▸ Available data:

// Copyright 2026 Phillip Cloud
// Licensed under the Apache License, Version 2.0

use anyhow::{Context, Result, anyhow, bail};
use orderdesk_app::{
    DataMap, FieldSet, ListCriteria, Order, OrderDraft, OrderType, OrderTypeId, RecordSource,
    SchemaSource, Session, SubmitError, Task, TaskForm, TaskSource, User,
};
use reqwest::StatusCode;
use reqwest::blocking::{Client as HttpClient, RequestBuilder, Response};
use reqwest::header::AUTHORIZATION;
use serde::de::DeserializeOwned;
use serde::{Deserialize, Serialize};
use serde_json::Value;
use std::time::Duration;
use tracing::{debug, info, warn};
use url::Url;

#[derive(Debug, Clone)]
pub struct Client {
    base_url: Url,
    timeout: Duration,
    http: HttpClient,
}

impl Client {
    pub fn new(base_url: &str, timeout: Duration) -> Result<Self> {
        let base_url = parse_base_url(base_url)?;
        let http = HttpClient::builder()
            .timeout(timeout)
            .build()
            .context("build HTTP client")?;

        Ok(Self {
            base_url,
            timeout,
            http,
        })
    }

    pub fn base_url(&self) -> &str {
        self.base_url.as_str().trim_end_matches('/')
    }

    pub fn timeout(&self) -> Duration {
        self.timeout
    }

    /// Exchanges credentials for a session carrying the user's API token.
    pub fn sign_in(&self, email: &str, password: &str) -> Result<Session> {
        let url = self.endpoint(&["users", "sign_in"])?;
        let body = SignInBody {
            user: Credentials { email, password },
        };
        let response = self
            .http
            .post(url)
            .json(&body)
            .send()
            .map_err(|error| connection_error(self.base_url(), error))?;

        let status = response.status();
        debug!(%status, "sign in");
        if status == StatusCode::UNAUTHORIZED {
            bail!("invalid email or password -- check your credentials and retry");
        }
        if !status.is_success() {
            let body = response.text().unwrap_or_default();
            return Err(clean_error_response(status, &body));
        }

        let user: User = response.json().context("decode signed-in user")?;
        let token = user
            .api_token
            .clone()
            .ok_or_else(|| anyhow!("sign-in response has no api token"))?;
        info!(email = %user.email, "signed in");
        Session::new(token, user)
    }

    /// Ends the session server-side. The session is consumed either way.
    pub fn sign_out(&self, session: Session) -> Result<()> {
        let url = self.endpoint(&["users", "sign_out"])?;
        let response = self
            .http
            .delete(url)
            .header(AUTHORIZATION, session.bearer())
            .send()
            .map_err(|error| connection_error(self.base_url(), error))?;

        let status = response.status();
        debug!(%status, "sign out");
        if !status.is_success() && status != StatusCode::UNAUTHORIZED {
            let body = response.text().unwrap_or_default();
            return Err(clean_error_response(status, &body));
        }
        Ok(())
    }

    /// Confirms the backend is reachable and the session is accepted.
    /// Returns the number of order types visible to the session.
    pub fn check(&self, session: &Session) -> Result<usize> {
        let types = self.source(session).list_schemas()?;
        Ok(types.len())
    }

    pub fn source<'a>(&'a self, session: &'a Session) -> ApiSource<'a> {
        ApiSource {
            client: self,
            session,
        }
    }

    fn endpoint(&self, segments: &[&str]) -> Result<Url> {
        let mut url = self.base_url.clone();
        url.path_segments_mut()
            .map_err(|()| anyhow!("api.base_url {} cannot take a path", self.base_url))?
            .pop_if_empty()
            .extend(segments);
        Ok(url)
    }
}

/// Record, schema and task collaborators backed by the REST API, bound to
/// one session.
#[derive(Debug, Clone, Copy)]
pub struct ApiSource<'a> {
    client: &'a Client,
    session: &'a Session,
}

impl ApiSource<'_> {
    fn authorized(&self, request: RequestBuilder) -> RequestBuilder {
        request.header(AUTHORIZATION, self.session.bearer())
    }

    fn read<T: DeserializeOwned>(&self, request: RequestBuilder, what: &str) -> Result<T> {
        let response = self
            .authorized(request)
            .send()
            .map_err(|error| connection_error(self.client.base_url(), error))?;

        let status = response.status();
        debug!(%status, what, "api read");
        if !status.is_success() {
            let body = response.text().unwrap_or_default();
            return Err(clean_error_response(status, &body));
        }
        response.json().with_context(|| format!("decode {what}"))
    }

    fn write(&self, request: RequestBuilder, what: &str) -> Result<Response, SubmitError> {
        let response = self.authorized(request).send().map_err(|error| {
            warn!(%error, what, "api write failed to send");
            SubmitError::Network(format!("cannot reach {} ({error})", self.client.base_url()))
        })?;

        let status = response.status();
        debug!(%status, what, "api write");
        if status.is_success() {
            return Ok(response);
        }
        let body = response.text().unwrap_or_default();
        Err(submit_error(status, &body))
    }

    fn endpoint(&self, segments: &[&str]) -> Result<Url, SubmitError> {
        self.client
            .endpoint(segments)
            .map_err(|error| SubmitError::Network(format!("{error:#}")))
    }
}

impl RecordSource for ApiSource<'_> {
    fn list(&mut self, criteria: &ListCriteria) -> Result<Vec<Order>> {
        let mut url = self.client.endpoint(&["orders"])?;
        {
            let mut query = url.query_pairs_mut();
            if let Some(state) = criteria.state {
                query.append_pair("state", state.as_str());
            }
            if let Some(archived) = criteria.archived {
                query.append_pair("archived", if archived { "true" } else { "false" });
            }
            if let Some(search) = criteria.search.as_deref().filter(|q| !q.trim().is_empty()) {
                query.append_pair("q", search.trim());
            }
        }
        if url.query() == Some("") {
            url.set_query(None);
        }
        let envelope: OrdersEnvelope = self.read(self.client.http.get(url), "order list")?;
        Ok(envelope.orders)
    }

    fn get_by_code(&mut self, code: &str) -> Result<Order> {
        let url = self.client.endpoint(&["orders", code])?;
        let envelope: OrderEnvelope = self
            .read(self.client.http.get(url), "order")
            .with_context(|| format!("load order {code}"))?;
        Ok(envelope.order)
    }

    fn submit(&mut self, draft: &OrderDraft) -> Result<Order, SubmitError> {
        let request = match &draft.code {
            Some(code) => self.client.http.put(self.endpoint(&["orders", code])?).json(&OrderBody {
                order: OrderPayload {
                    order_type_id: None,
                    data: &draft.data,
                },
            }),
            None => self.client.http.post(self.endpoint(&["orders"])?).json(&OrderBody {
                order: OrderPayload {
                    order_type_id: Some(draft.order_type_id),
                    data: &draft.data,
                },
            }),
        };

        let response = self.write(request, "order submit")?;
        let envelope: OrderEnvelope = response
            .json()
            .map_err(|error| SubmitError::Network(format!("unreadable order response ({error})")))?;
        info!(code = %envelope.order.code, "order saved");
        Ok(envelope.order)
    }
}

impl SchemaSource for ApiSource<'_> {
    fn list_schemas(&mut self) -> Result<Vec<OrderType>> {
        let url = self.client.endpoint(&["admin", "order_types"])?;
        let envelope: OrderTypesEnvelope = self.read(self.client.http.get(url), "order types")?;
        Ok(envelope.order_types)
    }
}

impl TaskSource for ApiSource<'_> {
    fn list_tasks(&mut self) -> Result<Vec<Task>> {
        let mut url = self.client.endpoint(&["widget", "tasks"])?;
        url.query_pairs_mut().append_pair("entity_class", "order");
        let envelope: TasksEnvelope = self.read(self.client.http.get(url), "task list")?;
        Ok(envelope.tasks)
    }

    fn task_form(&mut self, task: &Task) -> Result<TaskForm> {
        let mut url = self.client.endpoint(&["widget", "tasks", task.id.as_str()])?;
        url.query_pairs_mut()
            .append_pair("process_key", &task.process_key);
        let envelope: TaskFormEnvelope = self
            .read(self.client.http.get(url), "task form")
            .with_context(|| format!("load form for task {}", task.id))?;
        Ok(TaskForm {
            task: envelope.task,
            fields: envelope.form.fields,
        })
    }

    fn submit_task(&mut self, task: &Task, data: &DataMap) -> Result<(), SubmitError> {
        let url = self.endpoint(&["widget", "tasks", task.id.as_str(), "form"])?;
        let request = self.client.http.put(url).json(&TaskFormBody {
            form_data: data,
            process_key: &task.process_key,
        });
        self.write(request, "task submit")?;
        info!(task = %task.id, "task form submitted");
        Ok(())
    }

    fn claim_task(&mut self, task: &Task) -> Result<()> {
        let url = self.client.endpoint(&["widget", "tasks", task.id.as_str(), "claim"])?;
        let request = self.client.http.post(url).json(&ProcessKeyBody {
            process_key: &task.process_key,
        });
        self.write(request, "task claim")
            .map_err(|error| anyhow!("claim task {}: {error}", task.id))?;
        Ok(())
    }
}

fn parse_base_url(raw: &str) -> Result<Url> {
    let trimmed = raw.trim();
    if trimmed.is_empty() {
        bail!("api.base_url must not be empty");
    }
    let url = Url::parse(trimmed)
        .with_context(|| format!("api.base_url {trimmed:?} is not a valid URL"))?;
    if !matches!(url.scheme(), "http" | "https") {
        bail!(
            "api.base_url must use http or https, got {:?} -- fix [api].base_url and retry",
            url.scheme()
        );
    }
    if url.cannot_be_a_base() {
        bail!("api.base_url {trimmed:?} cannot take a path");
    }
    Ok(url)
}

fn connection_error(base_url: &str, error: reqwest::Error) -> anyhow::Error {
    anyhow!(
        "cannot reach {} -- check [api].base_url and that the server is running ({})",
        base_url,
        error
    )
}

fn clean_error_response(status: StatusCode, body: &str) -> anyhow::Error {
    if status == StatusCode::UNAUTHORIZED {
        return anyhow!("session expired -- sign in again");
    }
    match error_message(body) {
        Some(message) => anyhow!("server error ({}): {}", status.as_u16(), message),
        None => anyhow!("server returned {}", status.as_u16()),
    }
}

fn submit_error(status: StatusCode, body: &str) -> SubmitError {
    if status == StatusCode::UNAUTHORIZED {
        return SubmitError::SessionExpired;
    }
    let message = error_message(body);
    if status.is_client_error() {
        return SubmitError::Rejected(
            message.unwrap_or_else(|| format!("request rejected ({})", status.as_u16())),
        );
    }
    SubmitError::Network(match message {
        Some(message) => format!("server error ({}): {}", status.as_u16(), message),
        None => format!("server returned {}", status.as_u16()),
    })
}

/// Pulls a readable message out of `{error}` or `{errors}` envelopes, where
/// `errors` is a list of strings or a map of field to messages.
fn error_message(body: &str) -> Option<String> {
    if let Ok(parsed) = serde_json::from_str::<ErrorEnvelope>(body) {
        if let Some(error) = parsed.error.filter(|error| !error.trim().is_empty()) {
            return Some(error);
        }
        let mut messages = Vec::new();
        match parsed.errors {
            Some(Value::Array(items)) => {
                messages.extend(items.iter().filter_map(|item| item.as_str().map(str::to_owned)));
            }
            Some(Value::Object(fields)) => {
                for (field, value) in fields {
                    match value {
                        Value::Array(items) => messages.extend(
                            items
                                .iter()
                                .filter_map(Value::as_str)
                                .map(|text| format!("{field} {text}")),
                        ),
                        Value::String(text) => messages.push(format!("{field} {text}")),
                        _ => {}
                    }
                }
            }
            _ => {}
        }
        if !messages.is_empty() {
            return Some(messages.join("; "));
        }
        return None;
    }

    let trimmed = body.trim();
    if !trimmed.is_empty() && trimmed.len() < 100 && !trimmed.contains('{') {
        return Some(trimmed.to_owned());
    }
    None
}

#[derive(Debug, Deserialize)]
struct ErrorEnvelope {
    #[serde(default)]
    error: Option<String>,
    #[serde(default)]
    errors: Option<Value>,
}

#[derive(Debug, Deserialize)]
struct OrdersEnvelope {
    orders: Vec<Order>,
}

#[derive(Debug, Deserialize)]
struct OrderEnvelope {
    order: Order,
}

#[derive(Debug, Deserialize)]
struct OrderTypesEnvelope {
    order_types: Vec<OrderType>,
}

#[derive(Debug, Deserialize)]
struct TasksEnvelope {
    tasks: Vec<Task>,
}

#[derive(Debug, Deserialize)]
struct TaskFormEnvelope {
    task: Task,
    #[serde(default)]
    form: FormEnvelope,
}

#[derive(Debug, Default, Deserialize)]
struct FormEnvelope {
    #[serde(default)]
    fields: FieldSet,
}

#[derive(Debug, Serialize)]
struct SignInBody<'a> {
    user: Credentials<'a>,
}

#[derive(Debug, Serialize)]
struct Credentials<'a> {
    email: &'a str,
    password: &'a str,
}

#[derive(Debug, Serialize)]
struct OrderBody<'a> {
    order: OrderPayload<'a>,
}

#[derive(Debug, Serialize)]
struct OrderPayload<'a> {
    #[serde(skip_serializing_if = "Option::is_none")]
    order_type_id: Option<OrderTypeId>,
    data: &'a DataMap,
}

#[derive(Debug, Serialize)]
struct TaskFormBody<'a> {
    form_data: &'a DataMap,
    process_key: &'a str,
}

#[derive(Debug, Serialize)]
struct ProcessKeyBody<'a> {
    process_key: &'a str,
}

▸ The problem: Collect each line of the entries that has the word "header", copying it in full.

▸ Result for this exercise:
use reqwest::header::AUTHORIZATION;
            .header(AUTHORIZATION, session.bearer())
        request.header(AUTHORIZATION, self.session.bearer())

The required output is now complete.